Every line of the entries below from the one containing "f.write_str(&self.0)" to the one containing "tokio::time::sleep(Duration::from_millis(10)).await;", both ends included, must be written out exactly. No other line belongs in the answer.
*** Opening of The input ***
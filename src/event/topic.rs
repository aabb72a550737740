// SPDX-License-Identifier: MPL-2.0
// This Source Code Form is subject to the terms of the Mozilla Public
// License, v. 2.0. If a copy of the MPL was not distributed with this
// file, You can obtain one at https://mozilla.org/MPL/2.0/.

//! Topic identifier type.

use std::borrow::Cow;
use std::fmt;

/// Opaque identifier of an event category.
///
/// The hub never interprets a topic beyond equality; the payload shape is a
/// convention between the producer and its subscribers.
///
/// # Examples
///
/// ```
/// use sensorhub::event::Topic;
///
/// let topic = Topic::new("door_opened");
/// assert_eq!(topic.as_str(), "door_opened");
/// assert_eq!(Topic::MOTION_DETECTED, Topic::from("motion_detected"));
/// ```
#[derive(Debug, Clone, PartialEq, Eq, Hash, PartialOrd, Ord)]
pub struct Topic(Cow<'static, str>);

impl Topic {
    /// Published by motion sensors; payload carries a `location` string.
    pub const MOTION_DETECTED: Self = Self(Cow::Borrowed("motion_detected"));

    /// Published by temperature sensors; payload carries a numeric `value`.
    pub const TEMPERATURE_UPDATE: Self = Self(Cow::Borrowed("temperature_update"));

    /// Creates a topic from any string.
    #[must_use]
    pub fn new(name: impl Into<Cow<'static, str>>) -> Self {
        Self(name.into())
    }

    /// Returns the topic name.
    #[must_use]
    pub fn as_str(&self) -> &str {
        &self.0
    }
}

impl fmt::Display for Topic {
    fn fmt(&self, f: &mut fmt::Formatter<'_>) -> fmt::Result {
        f.write_str(&self.0)
    }
}

impl From<&'static str> for Topic {
    fn from(name: &'static str) -> Self {
        Self(Cow::Borrowed(name))
    }
}

impl From<String> for Topic {
    fn from(name: String) -> Self {
        Self(Cow::Owned(name))
    }
}

impl AsRef<str> for Topic {
    fn as_ref(&self) -> &str {
        &self.0
    }
}

#[cfg(test)]
mod tests {
    use super::*;

    #[test]
    fn borrowed_and_owned_compare_equal() {
        let borrowed = Topic::from("temperature_update");
        let owned = Topic::from(String::from("temperature_update"));
        assert_eq!(borrowed, owned);
        assert_eq!(owned, Topic::TEMPERATURE_UPDATE);
    }

    #[test]
    fn display_format() {
        assert_eq!(Topic::MOTION_DETECTED.to_string(), "motion_detected");
    }

    #[test]
    fn hashable() {
        use std::collections::HashSet;

        let mut set = HashSet::new();
        set.insert(Topic::MOTION_DETECTED);
        set.insert(Topic::new(String::from("motion_detected")));
        set.insert(Topic::TEMPERATURE_UPDATE);

        assert_eq!(set.len(), 2);
    }
}
#[cfg(test)]
mod tests {
    use super::*;
    use std::sync::atomic::{AtomicBool, AtomicU32, Ordering};
    use std::time::Duration;

    use parking_lot::Mutex;

    /// Subscribes a handler that logs its start and end around a short sleep.
    fn subscribe_traced(
        hub: &EventHub,
        topic: Topic,
        label: &'static str,
        log: &Arc<Mutex<Vec<String>>>,
    ) {
        let log = Arc::clone(log);
        hub.subscribe_fn(topic, label, move |_event| {
            let log = Arc::clone(&log);
            async move {
                log.lock().push(format!("{label}:start"));
                tokio::time::sleep(Duration::from_millis(10)).await;
                log.lock().push(format!("{label}:end"));
                Ok(())
            }
        });
    }

    fn explode() -> std::result::Result<(), HandlerError> {
        panic!("handler exploded")
    }

    fn counting(hub: &EventHub, topic: Topic, counter: &Arc<AtomicU32>) {
        let counter = Arc::clone(counter);
        hub.subscribe_fn(topic, "counter", move |_event| {
            let counter = Arc::clone(&counter);
            async move {
                counter.fetch_add(1, Ordering::SeqCst);
                Ok(())
            }
        });
    }

    #[test]
    fn new_hub_is_empty() {
        let hub = EventHub::new();
        assert_eq!(hub.topic_count(), 0);
        assert_eq!(hub.subscriber_count(&Topic::MOTION_DETECTED), 0);
        assert_eq!(hub.policy(), FailurePolicy::Isolate);
    }

    #[test]
    fn subscribe_creates_topic() {
        let hub = EventHub::new();
        let counter = Arc::new(AtomicU32::new(0));

        counting(&hub, Topic::MOTION_DETECTED, &counter);
        counting(&hub, Topic::MOTION_DETECTED, &counter);
        counting(&hub, Topic::TEMPERATURE_UPDATE, &counter);

        assert_eq!(hub.topic_count(), 2);
        assert_eq!(hub.subscriber_count(&Topic::MOTION_DETECTED), 2);
        assert_eq!(
            hub.topics(),
            vec![Topic::MOTION_DETECTED, Topic::TEMPERATURE_UPDATE]
        );
    }

    #[tokio::test]
    async fn emit_without_subscribers_is_noop() {
        let hub = EventHub::with_policy(FailurePolicy::Propagate);
        let delivery = hub
            .emit("nobody_listens", Payload::new().with("value", 1))
            .await
            .unwrap();

        assert!(delivery.is_empty());
        assert_eq!(hub.topic_count(), 0);
    }

    #[tokio::test(start_paused = true)]
    async fn handlers_run_sequentially_in_subscription_order() {
        let hub = EventHub::new();
        let log = Arc::new(Mutex::new(Vec::new()));

        subscribe_traced(&hub, Topic::MOTION_DETECTED, "first", &log);
        subscribe_traced(&hub, Topic::MOTION_DETECTED, "second", &log);
        subscribe_traced(&hub, Topic::MOTION_DETECTED, "third", &log);

        let delivery = hub.publish(Event::motion("Hall")).await.unwrap();

        assert_eq!(delivery.invoked, 3);
        assert_eq!(delivery.succeeded, 3);
        assert_eq!(
            *log.lock(),
            vec![
                "first:start",
                "first:end",
                "second:start",
                "second:end",
                "third:start",
                "third:end",
            ]
        );
    }

    #[tokio::test]
    async fn duplicate_subscription_is_invoked_twice() {
        let hub = EventHub::new();
        let counter = Arc::new(AtomicU32::new(0));
        let handler = HandlerFn::arc("shared", {
            let counter = Arc::clone(&counter);
            move |_event| {
                let counter = Arc::clone(&counter);
                async move {
                    counter.fetch_add(1, Ordering::SeqCst);
                    Ok(())
                }
            }
        });

        hub.subscribe(Topic::MOTION_DETECTED, handler.clone());
        hub.subscribe(Topic::MOTION_DETECTED, handler);

        hub.publish(Event::motion("Hall")).await.unwrap();
        assert_eq!(counter.load(Ordering::SeqCst), 2);
    }

    #[tokio::test]
    async fn emit_only_reaches_matching_topic() {
        let hub = EventHub::new();
        let motion = Arc::new(AtomicU32::new(0));
        let temperature = Arc::new(AtomicU32::new(0));

        counting(&hub, Topic::MOTION_DETECTED, &motion);
        counting(&hub, Topic::TEMPERATURE_UPDATE, &temperature);

        hub.publish(Event::temperature(22)).await.unwrap();

        assert_eq!(motion.load(Ordering::SeqCst), 0);
        assert_eq!(temperature.load(Ordering::SeqCst), 1);
    }

    #[tokio::test]
    async fn isolate_policy_continues_after_failure() {
        let hub = EventHub::new();
        let counter = Arc::new(AtomicU32::new(0));

        hub.subscribe_fn(Topic::MOTION_DETECTED, "failing", |_event| async {
            Err(HandlerError::rejected("sensor offline"))
        });
        counting(&hub, Topic::MOTION_DETECTED, &counter);

        let delivery = hub.publish(Event::motion("Hall")).await.unwrap();

        assert_eq!(delivery.invoked, 2);
        assert_eq!(delivery.succeeded, 1);
        assert_eq!(delivery.failed, 1);
        assert!(!delivery.is_clean());
        assert_eq!(counter.load(Ordering::SeqCst), 1);
    }

    #[tokio::test]
    async fn isolate_policy_contains_panics() {
        let hub = EventHub::new();
        let counter = Arc::new(AtomicU32::new(0));

        hub.subscribe_fn(Topic::MOTION_DETECTED, "panicking", |_event| async {
            explode()
        });
        counting(&hub, Topic::MOTION_DETECTED, &counter);

        let delivery = hub.publish(Event::motion("Hall")).await.unwrap();

        assert_eq!(delivery.failed, 1);
        assert_eq!(counter.load(Ordering::SeqCst), 1);
    }

    #[tokio::test]
    async fn propagate_policy_stops_at_first_failure() {
        let hub = EventHub::with_policy(FailurePolicy::Propagate);
        let counter = Arc::new(AtomicU32::new(0));

        counting(&hub, Topic::MOTION_DETECTED, &counter);
        hub.subscribe_fn(Topic::MOTION_DETECTED, "failing", |_event| async {
            Err(HandlerError::rejected("sensor offline"))
        });
        counting(&hub, Topic::MOTION_DETECTED, &counter);

        let err = hub.publish(Event::motion("Hall")).await.unwrap_err();

        assert!(matches!(
            &err,
            Error::Delivery { topic, handler, source: HandlerError::Rejected(_) }
                if *topic == Topic::MOTION_DETECTED && handler == "failing"
        ));
        // Only the handler before the failing one ran.
        assert_eq!(counter.load(Ordering::SeqCst), 1);
    }

    #[tokio::test]
    async fn propagate_policy_reports_panics() {
        let hub = EventHub::with_policy(FailurePolicy::Propagate);
        hub.subscribe_fn(Topic::MOTION_DETECTED, "panicking", |_event| async {
            explode()
        });

        let err = hub.publish(Event::motion("Hall")).await.unwrap_err();
        assert!(matches!(
            err,
            Error::Delivery { source: HandlerError::Panicked(msg), .. } if msg == "handler exploded"
        ));
    }

    #[tokio::test]
    async fn subscribe_during_emit_applies_to_next_emission() {
        let hub = EventHub::new();
        let late_calls = Arc::new(AtomicU32::new(0));
        let registered = Arc::new(AtomicBool::new(false));

        let hub_for_handler = hub.clone();
        let late_for_handler = Arc::clone(&late_calls);
        hub.subscribe_fn(Topic::MOTION_DETECTED, "registrar", move |_event| {
            let hub = hub_for_handler.clone();
            let late = Arc::clone(&late_for_handler);
            let registered = Arc::clone(&registered);
            async move {
                if !registered.swap(true, Ordering::SeqCst) {
                    counting(&hub, Topic::MOTION_DETECTED, &late);
                }
                Ok(())
            }
        });

        let first = hub.publish(Event::motion("Hall")).await.unwrap();
        assert_eq!(first.invoked, 1);
        assert_eq!(late_calls.load(Ordering::SeqCst), 0);

        let second = hub.publish(Event::motion("Hall")).await.unwrap();
        assert_eq!(second.invoked, 2);
        assert_eq!(late_calls.load(Ordering::SeqCst), 1);
    }

    #[tokio::test]
    async fn clones_share_registry() {
        let hub = EventHub::new();
        let clone = hub.clone();
        let counter = Arc::new(AtomicU32::new(0));

        counting(&clone, Topic::TEMPERATURE_UPDATE, &counter);
        assert_eq!(hub.subscriber_count(&Topic::TEMPERATURE_UPDATE), 1);

        hub.emit(Topic::TEMPERATURE_UPDATE, Payload::new().with("value", 20))
            .await
            .unwrap();
        assert_eq!(counter.load(Ordering::SeqCst), 1);
    }

    #[test]
    fn debug_shows_topic_count() {
        let hub = EventHub::new();
        let debug = format!("{hub:?}");
        assert!(debug.contains("EventHub"));
        assert!(debug.contains("topic_count"));
    }
}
*** Close of The input ***
Solved problem
        f.write_str(&self.0)
    }
}

impl From<&'static str> for Topic {
    fn from(name: &'static str) -> Self {
        Self(Cow::Borrowed(name))
    }
}

impl From<String> for Topic {
    fn from(name: String) -> Self {
        Self(Cow::Owned(name))
    }
}

impl AsRef<str> for Topic {
    fn as_ref(&self) -> &str {
        &self.0
    }
}

#[cfg(test)]
mod tests {
    use super::*;

    #[test]
    fn borrowed_and_owned_compare_equal() {
        let borrowed = Topic::from("temperature_update");
        let owned = Topic::from(String::from("temperature_update"));
        assert_eq!(borrowed, owned);
        assert_eq!(owned, Topic::TEMPERATURE_UPDATE);
    }

    #[test]
    fn display_format() {
        assert_eq!(Topic::MOTION_DETECTED.to_string(), "motion_detected");
    }

    #[test]
    fn hashable() {
        use std::collections::HashSet;

        let mut set = HashSet::new();
        set.insert(Topic::MOTION_DETECTED);
        set.insert(Topic::new(String::from("motion_detected")));
        set.insert(Topic::TEMPERATURE_UPDATE);

        assert_eq!(set.len(), 2);
    }
}
#[cfg(test)]
mod tests {
    use super::*;
    use std::sync::atomic::{AtomicBool, AtomicU32, Ordering};
    use std::time::Duration;

    use parking_lot::Mutex;

    /// Subscribes a handler that logs its start and end around a short sleep.
    fn subscribe_traced(
        hub: &EventHub,
        topic: Topic,
        label: &'static str,
        log: &Arc<Mutex<Vec<String>>>,
    ) {
        let log = Arc::clone(log);
        hub.subscribe_fn(topic, label, move |_event| {
            let log = Arc::clone(&log);
            async move {
                log.lock().push(format!("{label}:start"));
                tokio::time::sleep(Duration::from_millis(10)).await;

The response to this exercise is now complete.